There are already theories about how to build universal AI algorithms (check out Marcus Hutter's stuff at http://www.hutter1.net/). These theories are quite an accomplishment, no doubt. But they boil the problem down to one involving sequence prediction. Let's say that particular form of the problem is now "solved". OK now what sequences would you like to present to the algorithm for training? Ones from the environment? Great, but those will take time to collect. Simulated ones? It takes a lot of knowledge to generate good ones.

For these reasons, I suspect the Singularity is safe from us for while.

1 comments

> OK now what sequences would you like to present to the algorithm for training? Ones from the environment? Great, but those will take time to collect. Simulated ones? It takes a lot of knowledge to generate good ones.

With AIXI and variants, since they are universal predictors, it doesn't really matter what sequences you supply so long as they have some connection.
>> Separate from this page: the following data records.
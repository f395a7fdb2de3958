//! Reality Defender detection client (direct vendor strategy).
//!
//! Reproduces the vendor SDK's flow over its REST API: request a presigned
//! upload slot, PUT the media bytes, then poll the result endpoint until
//! the analysis leaves its in-progress states. The poll is part of the
//! vendor's asynchronous protocol; a failed request still surfaces
//! immediately as a forwarding failure.

use std::time::Duration;

use super::{DetectError, DeepfakeVendor, ModelScore, VendorVerdict};
use crate::uploads::StoredUpload;
use async_trait::async_trait;

/// Default API base URL.
pub const DEFAULT_BASE_URL: &str = "https://api.prd.realitydefender.xyz";

/// Statuses that mean the analysis has not finished yet.
const IN_PROGRESS_STATUSES: &[&str] = &["QUEUED", "PROCESSING", "ANALYZING", "UPLOADED"];

/// Reality Defender REST client.
pub struct RealityDefenderClient {
    client: reqwest::Client,
    api_key: String,
    base_url: String,
    poll_interval: Duration,
    max_polls: u32,
}

impl RealityDefenderClient {
    /// Create a new client.
    ///
    /// # Arguments
    /// * `api_key` - Reality Defender API key
    pub fn new(api_key: String) -> Result<Self, DetectError> {
        if api_key.trim().is_empty() {
            return Err(DetectError::NotConfigured(
                "Reality Defender API key must not be empty".to_string(),
            ));
        }
        let client = reqwest::Client::builder()
            .connect_timeout(Duration::from_secs(10))
            .timeout(Duration::from_secs(120))
            .build()
            .map_err(|e| DetectError::ApiRequest(format!("failed to build HTTP client: {e}")))?;

        Ok(Self {
            client,
            api_key,
            base_url: DEFAULT_BASE_URL.to_string(),
            poll_interval: Duration::from_millis(3000),
            max_polls: 20,
        })
    }

    /// Set a custom base URL (e.g., for proxy or testing).
    pub fn with_base_url(mut self, url: String) -> Self {
        self.base_url = url.trim_end_matches('/').to_string();
        self
    }

    /// Set the interval between result polls.
    pub fn with_poll_interval(mut self, interval: Duration) -> Self {
        self.poll_interval = interval;
        self
    }

    /// Set the maximum number of result polls before giving up.
    pub fn with_max_polls(mut self, max_polls: u32) -> Self {
        self.max_polls = max_polls;
        self
    }

    /// Request a presigned upload slot for the given filename.
    async fn request_upload(&self, file_name: &str) -> Result<PresignedUpload, DetectError> {
        let url = format!("{}/api/files/aws-presigned", self.base_url);
        let body = serde_json::json!({ "fileName": file_name });

        let response = self
            .client
            .post(&url)
            .header("X-API-KEY", &self.api_key)
            .json(&body)
            .send()
            .await
            .map_err(|e| DetectError::ApiRequest(format!("HTTP request failed: {e}")))?;

        let status = response.status();
        if !status.is_success() {
            let body_text = response
                .text()
                .await
                .unwrap_or_else(|_| "<unreadable>".to_string());
            return Err(DetectError::ApiResponse {
                status: status.as_u16(),
                message: body_text,
            });
        }

        let value: serde_json::Value = response
            .json()
            .await
            .map_err(|e| DetectError::ParseResponse(format!("failed to read JSON: {e}")))?;
        parse_presigned(&value)
    }

    /// PUT the media bytes to the presigned URL.
    async fn put_media(
        &self,
        signed_url: &str,
        data: Vec<u8>,
        mime_type: &str,
    ) -> Result<(), DetectError> {
        let response = self
            .client
            .put(signed_url)
            .header("content-type", mime_type)
            .body(data)
            .send()
            .await
            .map_err(|e| DetectError::ApiRequest(format!("upload failed: {e}")))?;

        let status = response.status();
        if !status.is_success() {
            let body_text = response
                .text()
                .await
                .unwrap_or_else(|_| "<unreadable>".to_string());
            return Err(DetectError::ApiResponse {
                status: status.as_u16(),
                message: body_text,
            });
        }
        Ok(())
    }

    /// Fetch the current analysis state for a request.
    async fn fetch_result(&self, request_id: &str) -> Result<serde_json::Value, DetectError> {
        let url = format!("{}/api/media/users/{}", self.base_url, request_id);

        let response = self
            .client
            .get(&url)
            .header("X-API-KEY", &self.api_key)
            .send()
            .await
            .map_err(|e| DetectError::ApiRequest(format!("HTTP request failed: {e}")))?;

        let status = response.status();
        if !status.is_success() {
            let body_text = response
                .text()
                .await
                .unwrap_or_else(|_| "<unreadable>".to_string());
            return Err(DetectError::ApiResponse {
                status: status.as_u16(),
                message: body_text,
            });
        }

        response
            .json()
            .await
            .map_err(|e| DetectError::ParseResponse(format!("failed to read JSON: {e}")))
    }
}

#[async_trait]
impl DeepfakeVendor for RealityDefenderClient {
    fn name(&self) -> &str {
        "reality-defender"
    }

    async fn detect(&self, upload: &StoredUpload) -> Result<VendorVerdict, DetectError> {
        let data = tokio::fs::read(upload.path())
            .await
            .map_err(|e| DetectError::Io(format!("failed to read {}: {}", upload.path().display(), e)))?;

        let presigned = self.request_upload(&upload.original_name).await?;
        self.put_media(&presigned.signed_url, data, &upload.mime_type)
            .await?;

        tracing::debug!(
            request_id = %presigned.request_id,
            original_name = %upload.original_name,
            "Media uploaded, polling for verdict"
        );

        for attempt in 0..self.max_polls {
            let value = self.fetch_result(&presigned.request_id).await?;
            let status = result_status(&value);
            if !is_in_progress(status) {
                return parse_media_result(&value);
            }
            tracing::debug!(
                request_id = %presigned.request_id,
                status = %status,
                attempt,
                "Analysis still in progress"
            );
            tokio::time::sleep(self.poll_interval).await;
        }

        Err(DetectError::VerdictTimeout)
    }
}

/// Presigned upload slot returned by the vendor.
struct PresignedUpload {
    signed_url: String,
    request_id: String,
}

/// Extract the presigned URL and request id from the slot response.
fn parse_presigned(value: &serde_json::Value) -> Result<PresignedUpload, DetectError> {
    let signed_url = value
        .get("response")
        .and_then(|r| r.get("signedUrl"))
        .and_then(|u| u.as_str())
        .ok_or_else(|| {
            DetectError::ParseResponse("presigned response missing 'response.signedUrl'".to_string())
        })?;
    let request_id = value
        .get("requestId")
        .and_then(|r| r.as_str())
        .ok_or_else(|| {
            DetectError::ParseResponse("presigned response missing 'requestId'".to_string())
        })?;
    Ok(PresignedUpload {
        signed_url: signed_url.to_string(),
        request_id: request_id.to_string(),
    })
}

/// The result status string, preferring the summary over the overall state.
fn result_status(value: &serde_json::Value) -> &str {
    value
        .get("resultsSummary")
        .and_then(|s| s.get("status"))
        .and_then(|s| s.as_str())
        .or_else(|| value.get("overallStatus").and_then(|s| s.as_str()))
        .unwrap_or("")
}

/// Whether a status string marks an unfinished analysis.
fn is_in_progress(status: &str) -> bool {
    let upper = status.to_uppercase();
    IN_PROGRESS_STATUSES.iter().any(|s| upper == *s)
}

/// Map a finished media result into a [`VendorVerdict`].
fn parse_media_result(value: &serde_json::Value) -> Result<VendorVerdict, DetectError> {
    let status = result_status(value);
    if status.is_empty() {
        return Err(DetectError::ParseResponse(
            "media result missing 'resultsSummary.status'".to_string(),
        ));
    }

    // finalScore is reported as a 0-100 percentage.
    let score = value
        .get("resultsSummary")
        .and_then(|s| s.get("metadata"))
        .and_then(|m| m.get("finalScore"))
        .and_then(|f| f.as_f64())
        .map(|f| f / 100.0);

    let models = value
        .get("models")
        .and_then(|m| m.as_array())
        .map(|entries| entries.iter().filter_map(parse_model_entry).collect())
        .unwrap_or_default();

    Ok(VendorVerdict {
        status: status.to_string(),
        score,
        models,
    })
}

/// Map one per-model entry; entries without a name are dropped.
fn parse_model_entry(entry: &serde_json::Value) -> Option<ModelScore> {
    let name = entry.get("name").and_then(|n| n.as_str())?.to_string();
    let status = entry
        .get("status")
        .and_then(|s| s.as_str())
        .map(|s| s.to_string());
    // predictionNumber is already a probability; finalScore is a percentage.
    let score = entry
        .get("predictionNumber")
        .and_then(|p| p.as_f64())
        .or_else(|| {
            entry
                .get("finalScore")
                .and_then(|f| f.as_f64())
                .map(|f| f / 100.0)
        });
    Some(ModelScore {
        name,
        status,
        score,
    })
}

#[cfg(test)]
mod tests {
    use super::*;
    use crate::detect::Verdict;

    // ==================== presigned parsing tests ====================

    #[test]
    fn test_parse_presigned_success() {
        let value = serde_json::json!({
            "code": "ok",
            "response": { "signedUrl": "https://bucket.s3.amazonaws.com/media?sig=abc" },
            "requestId": "req-123",
            "mediaId": "media-456"
        });
        let presigned = parse_presigned(&value).unwrap();
        assert_eq!(
            presigned.signed_url,
            "https://bucket.s3.amazonaws.com/media?sig=abc"
        );
        assert_eq!(presigned.request_id, "req-123");
    }

    #[test]
    fn test_parse_presigned_missing_url() {
        let value = serde_json::json!({ "requestId": "req-123" });
        assert!(matches!(
            parse_presigned(&value),
            Err(DetectError::ParseResponse(_))
        ));
    }

    // ==================== status helpers ====================

    #[test]
    fn test_is_in_progress() {
        assert!(is_in_progress("ANALYZING"));
        assert!(is_in_progress("queued"));
        assert!(!is_in_progress("AUTHENTIC"));
        assert!(!is_in_progress("MANIPULATED"));
        assert!(!is_in_progress(""));
    }

    // ==================== media result parsing tests ====================

    #[test]
    fn test_parse_media_result_full() {
        let value = serde_json::json!({
            "requestId": "req-123",
            "overallStatus": "COMPLETED",
            "resultsSummary": {
                "status": "MANIPULATED",
                "metadata": { "finalScore": 93.5 }
            },
            "models": [
                { "name": "faces", "status": "MANIPULATED", "predictionNumber": 0.97 },
                { "name": "frequency", "status": "AUTHENTIC", "finalScore": 12.0 },
                { "notAName": true }
            ]
        });
        let verdict = parse_media_result(&value).unwrap();
        assert_eq!(verdict.status, "MANIPULATED");
        assert_eq!(verdict.score, Some(0.935));
        assert_eq!(verdict.models.len(), 2);
        assert_eq!(verdict.models[0].score, Some(0.97));
        assert_eq!(verdict.models[1].score, Some(0.12));
        assert_eq!(
            Verdict::from_vendor_status(&verdict.status),
            Verdict::Fake
        );
    }

    #[test]
    fn test_parse_media_result_without_score() {
        let value = serde_json::json!({
            "resultsSummary": { "status": "AUTHENTIC" }
        });
        let verdict = parse_media_result(&value).unwrap();
        assert_eq!(verdict.status, "AUTHENTIC");
        assert_eq!(verdict.score, None);
        assert!(verdict.models.is_empty());
    }

    #[test]
    fn test_parse_media_result_missing_status() {
        let value = serde_json::json!({ "models": [] });
        assert!(matches!(
            parse_media_result(&value),
            Err(DetectError::ParseResponse(_))
        ));
    }

    // ==================== construction tests ====================

    #[test]
    fn test_new_rejects_empty_api_key() {
        assert!(matches!(
            RealityDefenderClient::new("  ".to_string()),
            Err(DetectError::NotConfigured(_))
        ));
    }

    #[test]
    fn test_with_base_url_trims_trailing_slash() {
        let client = RealityDefenderClient::new("key".to_string())
            .unwrap()
            .with_base_url("https://rd.example.com/".to_string());
        assert_eq!(client.base_url, "https://rd.example.com");
    }
}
Heck, just your algorithm access to an email server or something.

| Heck, just your algorithm access to an email server or something.

Then my dog will find the bone faster than AIXI. See what I mean?

The computable versions of AIXI have such enormous constant factors that the indirection of email->real-world is as less than a grain of dust in the Ganges.

That indirection's constant factor cost might matter for any feasible AIXI-inspired AI, but since none has yet to be created or even designed, it's hard to say...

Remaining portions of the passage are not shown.